ENTREVISTA DE LILIANA PEIXINHO COM O ESCRITOR RONIWALTER JATOBÁ

Liliana Peixinho
18/05/2023 às 10:08
O Olhar detalhado, observador, de escritor que, como jornalista, apura fatos, faz a escrita de Roniwalter Jatobá se movimentar em cenários cinematográficos, onde sagas nordestinas, por exemplo, compõem histórias em ambientes desumanos de labuta dos trabalhadores em centros urbanos como São Paulo.

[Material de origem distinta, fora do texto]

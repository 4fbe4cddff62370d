// SPDX-License-Identifier: MIT
//
// Key decoder.
//
// Turns raw stdin bytes into keys. A key is either a literal byte (printable
// characters, Enter, Tab, Ctrl-letter combinations) or one of a small fixed
// set of named keys that terminals encode as escape sequences:
//
// - `ESC [ <digit> ~`  — Home (1, 7), Delete (3), End (4, 8), PageUp (5),
//                        PageDown (6)
// - `ESC [ <letter>`   — arrows (A B C D), End (F), Home (H)
// - `ESC O <letter>`   — Home (H), End (F) in application cursor mode
//
// # Escape vs escape-sequence ambiguity
//
// A lone ESC (0x1B) is either the Escape key or the first byte of a
// sequence. After ESC the decoder asks the byte source for the follow-up
// bytes; the source returns within its timeout, and an absent (or failed)
// follow-up means the ESC stood alone. Anything the table doesn't know
// also decodes as Escape, so a garbled sequence never wedges the editor.
//
// Only the wait for the *first* byte of a key is unbounded: the decoder
// keeps polling through timeouts until something arrives.

use std::io;

use crate::reader::ByteSource;

/// The ESC byte that introduces every escape sequence.
const ESC: u8 = 0x1B;

/// The byte a terminal sends for the Backspace key in raw mode.
const DEL: u8 = 0x7F;

// ─── Key ─────────────────────────────────────────────────────────────────────

/// A decoded key.
#[derive(Debug, Clone, Copy, PartialEq, Eq, Hash)]
pub enum Key {
    /// A literal byte: printable ASCII, Enter (`\r`), Tab, or a control byte.
    Byte(u8),
    ArrowUp,
    ArrowDown,
    ArrowLeft,
    ArrowRight,
    PageUp,
    PageDown,
    Home,
    End,
    Delete,
    Backspace,
    Escape,
}

impl Key {
    /// Enter, as sent by a raw-mode terminal.
    pub const ENTER: Self = Self::Byte(b'\r');

    /// Tab.
    pub const TAB: Self = Self::Byte(b'\t');

    /// The key produced by holding Ctrl and pressing `letter`.
    #[inline]
    #[must_use]
    pub const fn ctrl(letter: u8) -> Self {
        Self::Byte(ctrl_byte(letter))
    }

    /// Whether this is a printable ASCII byte (space through tilde).
    #[inline]
    #[must_use]
    pub const fn is_printable(self) -> bool {
        matches!(self, Self::Byte(b) if b.is_ascii() && !b.is_ascii_control())
    }
}

/// Map a letter to the control byte Ctrl+letter produces (strip bits 5–7).
#[inline]
#[must_use]
pub const fn ctrl_byte(letter: u8) -> u8 {
    letter & 0x1F
}

// ─── Decoder ─────────────────────────────────────────────────────────────────

/// Read the next key from `source`.
///
/// Waits (through any number of read timeouts) for the first byte, then
/// decodes. Escape sequences consume at most three follow-up bytes.
///
/// # Errors
///
/// Returns an error if reading the first byte of the key fails. Failures
/// while reading the follow-up bytes of an escape sequence are not errors:
/// they resolve the key to [`Key::Escape`].
pub fn read_key(source: &mut impl ByteSource) -> io::Result<Key> {
    let byte = loop {
        if let Some(b) = source.read_byte()? {
            break b;
        }
    };

    Ok(match byte {
        ESC => decode_escape(source),
        DEL => Key::Backspace,
        b => Key::Byte(b),
    })
}

/// Decode what follows an ESC byte that was already consumed.
fn decode_escape(source: &mut impl ByteSource) -> Key {
    let Some(first) = follow_up(source) else {
        return Key::Escape;
    };
    let Some(second) = follow_up(source) else {
        return Key::Escape;
    };

    match (first, second) {
        (b'[', digit @ b'0'..=b'9') => {
            if follow_up(source) != Some(b'~') {
                return Key::Escape;
            }
            match digit {
                b'1' | b'7' => Key::Home,
                b'3' => Key::Delete,
                b'4' | b'8' => Key::End,
                b'5' => Key::PageUp,
                b'6' => Key::PageDown,
                _ => Key::Escape,
            }
        }
        (b'[', letter) => match letter {
            b'A' => Key::ArrowUp,
            b'B' => Key::ArrowDown,
            b'C' => Key::ArrowRight,
            b'D' => Key::ArrowLeft,
            b'F' => Key::End,
            b'H' => Key::Home,
            _ => Key::Escape,
        },
        (b'O', b'H') => Key::Home,
        (b'O', b'F') => Key::End,
        _ => Key::Escape,
    }
}

/// One follow-up byte of an escape sequence. Timeouts and read errors
/// both mean "nothing followed".
fn follow_up(source: &mut impl ByteSource) -> Option<u8> {
    source.read_byte().ok().flatten()
}

// ─── Tests ───────────────────────────────────────────────────────────────────
//! # kilo-editor — Editor core for kilo
//!
//! The editing engine, independent of any real terminal:
//!
//! - **[`row`]** — `Row`: one line of raw bytes plus its tab-expanded render form
//! - **[`document`]** — `Document`: the row store, dirty tracking, load and save
//! - **[`cursor`]** — cursor position and movement over a `Document`
//! - **[`viewport`]** — scroll offsets and buffer-column ↔ render-column mapping
//! - **[`status`]** — the timed status message
//! - **[`compose`]** — builds one complete screen frame in memory
//! - **[`session`]** — `Editor`: cursor, key dispatch, quit guard, the main loop
//! - **[`prompt`]** — the modal line-input sub-loop used by save-as and search
//! - **[`search`]** — incremental find
//! - **[`config`]** / **[`error`]** — tunables and the crate error type
//!
//! Input arrives through [`kilo_term::reader::ByteSource`] and frames leave
//! through any [`std::io::Write`], so a whole session can be driven from a
//! byte script in tests.

pub mod compose;
pub mod config;
pub mod cursor;
pub mod document;
pub mod error;
pub mod prompt;
pub mod row;
pub mod search;
pub mod session;
pub mod status;
pub mod viewport;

Liliana Peixinho -- Em uma crítica no blog " Salve, Cesar"  do colega jornalista Elieser Cesar, ele escreveu: "A classe operária não vai ao paraíso” – onde faz uma costura sobre seu trabalho como cronista da exploração do proletariado. No texto de Elieser Cesar há uma informação de que foi Amando Fontes, em Os Corumbas, romance de 1933, que introduziu a fábrica/exploração operária, na literatura. Só depois de quase 50 anos surge você e sua obra para aprofundar, reportar a exploração do operário com detalhes sobre as agruras no ambiente de trabalho. Ao longo de décadas e ampliação do trabalho operário como você observa essa literatura no Brasil?

Roniwalter Jatobá – Grande sacada de Elieser Cesar. Imediatamente, o jornalista nos remete à Itália das décadas de 1950, 1960 e 1970, quando o cinema daquele país revelou nas telas a miséria do seu povo após a Segunda Grande Guerra (1939-1945) e os dilemas da classe trabalhadora. Era o movimento conhecido como neorrealismo e que teve como expoentes, entre outros, Roberto Rosselini, Vittorio De Sica e Luchino Visconti. E, claro, o cineasta Elio Petri que dirigiu o filme A classe operária vai ao paraíso, de 1971. Elieser tem razão. A classe trabalhadora, pelo menos a que conheci nas periferias paulistanas e retratei em minha obra, não havia chegado nem ao purgatório.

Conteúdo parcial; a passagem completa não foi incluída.